Distributed Workflows

Run workflows across machines with the blazen-peer gRPC layer in Go

Blazen workflows normally run inside a single process. The peer layer extends that to multiple machines: a parent program on machine A can hand a workflow off to machine B over gRPC, wait for the terminal result, and route the payload back to the caller. The Go binding exposes this through two handles — blazen.PeerServer and blazen.PeerClient — both wired to the upstream blazen-peer crate via UniFFI.

When to use distributed workflows

Privacy boundaries. Keep sensitive data on one machine and run the steps that touch it there, while the orchestrating program lives elsewhere.
Cost optimization. Route GPU-heavy steps (embedding generation, image diffusion) to machines with the right hardware instead of paying for GPU on every node.
Hardware-specific steps. TPUs, large-memory instances, local NVMe SSDs — pin the workflow to the host that has the resource.
Regulatory compliance. Data residency rules may mandate that certain processing stays in a specific region or on specific infrastructure.

How it works

The parent picks a workflow name and an ordered list of step IDs that name the steps to run.
The parent calls PeerClient.RunRemoteWorkflow, which serialises the input to JSON and sends a request over a multiplexed HTTP/2 channel to the peer.
The peer resolves each step ID against its process-wide step registry, assembles a workflow, runs it, and returns the terminal StopEvent payload.
The parent receives the result as a *blazen.WorkflowResult — the same type returned by the in-process Workflow.Run.

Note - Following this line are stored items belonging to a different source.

/* ------------------------ arithmétique ------------------------ */

impl ReelUnifie {
    /// ln ou log d'un rationnel positif ≠ 1, sous la meilleure forme
    /// symbolique disponible.
    fn representation_log(genre: GenreLog, arg: &RationnelBorne) -> Resultat<ReelUnifie> {
        if arg.compare_a_un() < 0 {
            // Normaliser vers un argument > 1 : on multiplie les chances
            // de retrouver le même argument ailleurs, et c'est plus propre
            // à afficher.
            return Ok(Self::representation_log(genre, &arg.inverse()?)?.negation());
        }
        if let Some(entier) = arg.en_entier() {
            if let Some(petit) = Self::log_petite_puissance(genre, &entier)? {
                return Ok(petit);
            }
        }
        if arg.longueur_bits() > BITS_ARG_LOG {
            let ln_reel = arg.valeur_reelle().ln()?;
            return Ok(match genre {
                GenreLog::Ln => Self::depuis_reel(ln_reel),
                GenreLog::Log => Self::depuis_reel(ln_reel.diviser(&Reel::ln10())),
            });
        }
        let propriete = match genre {
            GenreLog::Ln => Propriete::ln(arg.clone()),
            GenreLog::Log => Propriete::log(arg.clone()),
        };
        Self::depuis_propriete(RationnelBorne::un(), propriete)
    }

    // Reconnaît n = m^k pour un petit m, et rend k·lg(m) ; None sinon.
    fn log_petite_puissance(genre: GenreLog, n: &BigInt) -> Resultat<Option<ReelUnifie>> {
        for m in PETITS_NON_PUISSANCES {
            let k = log_entier(n, m as i32)?;
            if k == 0 {
                continue;
            }
            if genre == GenreLog::Log && m == 10 {
                return Ok(Some(Self::depuis_i64(k)));
            }
            let lg_m = match genre {
                GenreLog::Ln => Reel::depuis_i64(m).ln()?,
                GenreLog::Log => Reel::depuis_i64(m).ln()?.diviser(&Reel::ln10()),
            };
            let propriete = match genre {
                GenreLog::Ln => Propriete::ln(RationnelBorne::entier(m)),
                GenreLog::Log => Propriete::log(RationnelBorne::entier(m)),
            };
            return Ok(Some(Self::brut(
                RationnelBorne::entier(k),
                lg_m,
                Some(propriete),
            )));
        }
        Ok(None)
    }

    pub fn ajouter(&self, u: &ReelUnifie) -> Resultat<ReelUnifie> {
        if self.meme_facteur_reel(u) {
            if let Some(somme) = self.rationnel.ajouter(&u.rationnel) {
                return Ok(Self::brut(somme, self.reel.clone(), self.propriete.clone()));
            }
        }
        if self.definitivement_zero() {
            // ne pas créer de nouveau facteur constructif, même s'ils ne
            // coïncident pas actuellement
            return Ok(u.clone());
        }
        if u.definitivement_zero() {
            return Ok(self.clone());
        }
        // a·ln(b) + c·ln(d) = ln(b^a · d^c), idem en log : si l'argument
        // résultant reste compact, calculer la somme sous cette forme
        // préserve la représentation symbolique.
        if let (Some(p1), Some(p2)) = (&self.propriete, &u.propriete) {
            let genre = match (p1, p2) {
                (Propriete::Ln(_), Propriete::Ln(_)) => Some(GenreLog::Ln),
                (Propriete::Log(_), Propriete::Log(_)) => Some(GenreLog::Log),
                _ => None,
            };
            if let (Some(genre), Some(arg1), Some(arg2)) = (genre, p1.arg(), p2.arg()) {
                let rat_entier = self.rationnel.en_entier();
                let u_rat_entier = u.rationnel.en_entier();
                if let (Some(a), Some(c)) = (rat_entier, u_rat_entier) {
                    // estimer la taille de l'argument résultant
                    let taille_estimee = a.to_f64().unwrap_or(f64::INFINITY).abs()
                        * arg1.longueur_bits() as f64
                        + c.to_f64().unwrap_or(f64::INFINITY).abs()
                            * arg2.longueur_bits() as f64;
                    if taille_estimee <= BITS_CANDIDAT_LOG {
                        let terme1 = RationnelBorne::puissance(arg1, &self.rationnel)?;
                        let terme2 = RationnelBorne::puissance(arg2, &u.rationnel)?;
                        if let (Some(t1), Some(t2)) = (terme1, terme2) {
                            if let Some(nouvel_arg) = t1.multiplier(&t2) {
                                return Self::representation_log(genre, &nouvel_arg);
                            }
                        }
                    }
                }
            }
        }
        // Aucun des deux rationnels n'est nul ici. On peut encore conclure
        // à l'irrationalité si les deux arguments sont indépendants — mais
        // c'est contre-productif pour des ordres de grandeur très
        // disparates : on SAIT que 1 + e^(−e^10000) est irrationnel, sans
        // vouloir l'évaluer assez pour le distinguer de 1. On ne suit donc
        // rien dès qu'un argument peut être ridiculement petit.
        let propriete_resultat = if self.independants(u)?
            && self
                .zeros_binaires_en_tete()
                .is_some_and(|z| z < -TOLERANCE_COMPARAISON)
            && u.zeros_binaires_en_tete()
                .is_some_and(|z| z < -TOLERANCE_COMPARAISON)
        {
            Some(Propriete::Irrationnel)
        } else {
            None
        };
        Ok(Self::brut(
            RationnelBorne::un(),
            self.valeur_reelle().ajouter(&u.valeur_reelle()),
            propriete_resultat,
        ))
    }

    pub fn negation(&self) -> ReelUnifie {
        Self::brut(
            self.rationnel.negatif(),
            self.reel.clone(),
            self.propriete.clone(),
        )
    }

    pub fn soustraire(&self, u: &ReelUnifie) -> Resultat<ReelUnifie> {
        self.ajouter(&u.negation())
    }

    /// √(x·y) pour x, y arguments de propriétés Racine.
    fn produit_de_racines(x: &RationnelBorne, y: &RationnelBorne) -> Resultat<ReelUnifie> {
        if x == y {
            return Ok(Self::depuis_rationnel(x.clone()));
        }
        match x.multiplier(y) {
            Some(produit) => {
                let produit = produit.reduire();
                if produit.signum() == 0 {
                    return Ok(Self::zero());
                }
                let (carre, reste) = produit.extraire_carre_reduit()?;
                Ok(Self::brut(
                    carre,
                    reste.valeur_reelle().racine_carree(),
                    Some(Propriete::racine(reste)),
                ))
            }
            None => Ok(Self::depuis_reel(
                x.valeur_reelle().multiplier(&y.valeur_reelle()).racine_carree(),
            )),
        }
    }

    pub fn multiplier(&self, u: &ReelUnifie) -> Resultat<ReelUnifie> {
        // préserver un facteur constructif préexistant quand on peut
        if self.propriete_est_un() {
            if let Some(produit) = self.rationnel.multiplier(&u.rationnel) {
                return Ok(Self::brut(produit, u.reel.clone(), u.propriete.clone()));
            }
        }
        if u.propriete_est_un() {
            if let Some(produit) = self.rationnel.multiplier(&u.rationnel) {
                return Ok(Self::brut(produit, self.reel.clone(), self.propriete.clone()));
            }
        }
        if self.definitivement_zero() || u.definitivement_zero() {
            return Ok(Self::zero());
        }
        let produit_rationnel = self.rationnel.multiplier(&u.rationnel);
        let mut propriete_resultat = None;
        if let (Some(p1), Some(p2)) = (&self.propriete, &u.propriete) {
            if let (Propriete::Racine(a1), Propriete::Racine(a2)) = (p1, p2) {
                let partie_racine = Self::produit_de_racines(a1, a2)?;
                let rationnel_final = produit_rationnel
                    .as_ref()
                    .and_then(|r| r.multiplier(&partie_racine.rationnel));
                if let Some(r) = rationnel_final {
                    return Ok(Self::brut(r, partie_racine.reel, partie_racine.propriete));
                }
            }
            if let (Propriete::Exp(a1), Propriete::Exp(a2)) = (p1, p2) {
                // exp(a)·exp(b) = exp(a+b) ; seulement pour la propriété,
                // les facteurs constructifs pouvant déjà être évalués
                if let Some(somme) = a1.ajouter(a2) {
                    propriete_resultat = Some(Propriete::exp(somme));
                }
            }
        }
        // un peu moins cher composante par composante
        if let Some(r) = produit_rationnel {
            return Ok(Self::brut(
                r,
                self.reel.multiplier(&u.reel),
                propriete_resultat,
            ));
        }
        // propriété invalide pour ce calcul-ci ; on l'abandonne
        Ok(Self::depuis_reel(
            self.valeur_reelle().multiplier(&u.valeur_reelle()),
        ))
    }

    /// Inverse multiplicatif.
    pub fn inverse(&self) -> Resultat<ReelUnifie> {
        if self.definitivement_zero() {
            return Err(Erreur::DivisionParZero);
        }
        if self.propriete_est_un() {
            return Ok(Self::depuis_rationnel(self.rationnel.inverse()?));
        }
        if let Some(carre) = self.arg_racine() {
            if carre.en_entier().is_some() {
                // privilégier les racines d'entiers : 1/(r·√n) = (√n)/(r·n)
                if let Some(produit) = self.rationnel.multiplier(carre) {
                    let inverse = produit.inverse()?;
                    return Ok(Self::brut(
                        inverse,
                        self.reel.clone(),
                        self.propriete.clone(),
                    ));
                }
            }
        }
        let nouvelle_propriete = match &self.propriete {
            Some(Propriete::Exp(a)) => Some(Propriete::exp(a.negatif())),
            _ if self.definitivement_irrationnel() => Some(Propriete::Irrationnel),
            _ => None,
        };
        Ok(Self::brut(
            self.rationnel.inverse()?,
            self.reel.inverse(),
            nouvelle_propriete,
        ))
    }

    pub fn diviser(&self, u: &ReelUnifie) -> Resultat<ReelUnifie> {
        if self.meme_facteur_reel(u) {
            if u.definitivement_zero() {
                return Err(Erreur::DivisionParZero);
            }
            if let Some(quotient) = self.rationnel.diviser(&u.rationnel)? {
                return Ok(Self::depuis_rationnel(quotient));
            }
        }
        // ramener ln(x)/ln(10) à log(x), pour garder une forme symbolique
        if let Some(arg_ln) = self.arg_ln() {
            if let Some(u_arg_ln) = u.arg_ln() {
                if u_arg_ln == &RationnelBorne::dix() {
                    if let Some(quotient) = self.rationnel.diviser(&u.rationnel)? {
                        return Self::depuis_propriete(quotient, Propriete::log(arg_ln.clone()));
                    }
                }
            }
        }
        self.multiplier(&u.inverse()?)
    }

    /// Racine carrée. Peut rendre une valeur sans propriété, plutôt qu'un
    /// rationnel connu, même quand le résultat est rationnel.
    pub fn racine_carree(&self) -> Resultat<ReelUnifie> {
        if self.signum_tol(TOLERANCE_COMPARAISON)? < 0 {
            return Err(Erreur::Domaine("racine carrée d'un négatif"));
        }
        if self.definitivement_zero() {
            return Ok(Self::zero());
        }
        if self.propriete_est_un() {
            let reduit = self.rationnel.reduire();
            if reduit.extraction_carre_reussira() {
                // éviter de fabriquer une propriété Racine pour un rationnel
                let (carre, reste) = reduit.extraire_carre_reduit()?;
                let propriete = if reste.compare_a_un() == 0 {
                    Propriete::Un
                } else {
                    Propriete::racine(reste.clone())
                };
                return Ok(Self::brut(
                    carre,
                    reste.valeur_reelle().racine_carree(),
                    Some(propriete),
                ));
            } // sinon ne rien suivre : on ignore si c'est rationnel
        }
        // si c'est exp(a), le résultat est exp(a/2) : le noter
        let mut nouvelle_propriete = None;
        if let Some(arg_exp) = self.arg_exp() {
            if let Some(moitie) = arg_exp.diviser(&RationnelBorne::deux())? {
                nouvelle_propriete = Some(Propriete::exp(moitie));
            }
        }
        Ok(Self::brut(
            RationnelBorne::un(),
            self.valeur_reelle().racine_carree(),
            nouvelle_propriete,
        ))
    }
}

Multiple concurrent calls on the same PeerClient are safe and share the underlying connection.

Setup

The peer dispatches workflows by step ID through the process-wide step registry on the remote side. The Go binding registers steps when you build workflows with WorkflowBuilder.Step(...), so on the peer host you set up the same workflow code you would for a local run, then call Serve instead of Run.

Start a peer server

On the host that will execute the workflow:

package main

import (
    "context"
    "log"
    "os"
    "os/signal"

    blazen "github.com/zachhandley/Blazen/bindings/go"
)

func main() {
    blazen.Init()
    defer blazen.Shutdown()

    // Build and register any workflows / steps this peer should serve. The
    // step registry is process-wide; constructing the Workflow is enough to
    // register its steps.
    builder, err := blazen.NewWorkflowBuilder("analyze-pipeline").Step(
        "my_app::analyze",
        []string{"blazen::StartEvent"},
        []string{"blazen::StopEvent"},
        AnalyzeHandler{},
    )
    if err != nil {
        log.Fatal(err)
    }
    wf, err := builder.Build()
    if err != nil {
        log.Fatal(err)
    }
    defer wf.Close()

    server := blazen.NewPeerServer("node-b")
    defer server.Close()

    // Run the server until the caller's context fires (Ctrl-C below).
    ctx, stop := signal.NotifyContext(context.Background(), os.Interrupt)
    defer stop()

    if err := server.Serve(ctx, "0.0.0.0:50051"); err != nil {
        log.Fatalf("peer server exited: %v", err)
    }
}

NewPeerServer(nodeID) returns immediately; the listener is not bound until Serve is called. The nodeID is the stable identifier the server stamps onto outgoing remote-ref descriptors — the hostname or a process-startup UUID work well.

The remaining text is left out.